Top-down modeling of hierarchical biological clock mechanisms

The behavior of human circadian rhythms could be interpreted within the two-oscillator regime: one for the circadian pacemaker driving temperature/plasma melatonin rhythm and the other for the sleep-wake rhythm, tentatively called the SCN (suprachiasmatic nucleus) oscillator and non-SCN oscillator, respectively. Recently, the existence of the non-SCN oscillator was demonstrated through showing the possibility of non-photic entrainments by the shifted sleep schedule, and its interactions with the SCN oscillator were disclosed through analyzing the re-entrainment processes. Based on these experimental results at the behavioral level, we developed a phase oscillator model consisting of mutually coupled SCN and non-SCN oscillators, and an extra-oscillator representing an overt sleep-wake rhythm.
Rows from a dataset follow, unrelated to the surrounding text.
//! Role-based authorization.
//!
//! Runs after [`authenticate`](super::auth::authenticate) and rejects callers
//! whose claims hold none of the required roles.

use std::sync::Arc;

use axum::extract::Request;
use futures::FutureExt;
use tracing::warn;
use userhub_auth::Claims;
use userhub_core::AppError;

use crate::web::{Context, Handler, Middleware, middleware};

pub const NO_CLAIMS: &str = "you are not authorized for that action, no claims";

/// Checks `claims` against `roles`. An empty `roles` list denies everyone.
pub fn check_any_role(claims: Option<&Claims>, roles: &[&str]) -> Result<(), AppError> {
    let claims = claims.ok_or_else(|| AppError::forbidden(NO_CLAIMS))?;

    if !claims.authorized(roles) {
        warn!(subject = %claims.sub, required = ?roles, "insufficient role");
        return Err(AppError::forbidden(format!(
            "you are not authorized for that action, claims[{:?}] roles[{:?}]",
            claims.roles, roles
        )));
    }

    Ok(())
}

/// Lets the request through only if the claims hold one of `roles`.
pub fn authorize(roles: &[&'static str]) -> Middleware {
    let roles: Arc<[&'static str]> = roles.into();

    middleware(move |next: Handler| -> Handler {
        let roles = roles.clone();
        Arc::new(move |ctx: Context, req: Request| {
            let next = next.clone();
            let roles = roles.clone();
            async move {
                check_any_role(ctx.claims(), &roles)?;
                next(ctx, req).await
            }
            .boxed()
        })
    })
}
Our model successfully reproduced the experimental results of the non-photic entrainments. In addition, our phase oscillator model and the widely accepted two-process model were shown to share a possible mechanism underlying interactions found between the SCN and non-SCN oscillators during the re-entrainment processes. Therefore, it was suggested that the interactions indicated essential dynamics of the SCN and non-SCN oscillators. Then, a possible mechanism underlying the interactions at the behavioral level was reduced into the conditions of coupling strength and intrinsic angular velocity in the coupled realistic oscillators. These conditions led us to the hypothesis at the organ level that a part of the SCN oscillator is non-photically entrained through being coupled with the non-SCN oscillator. Of course, its reality should be assessed further. This top-down approach is one of practical strategies for modeling the hierarchical biological system.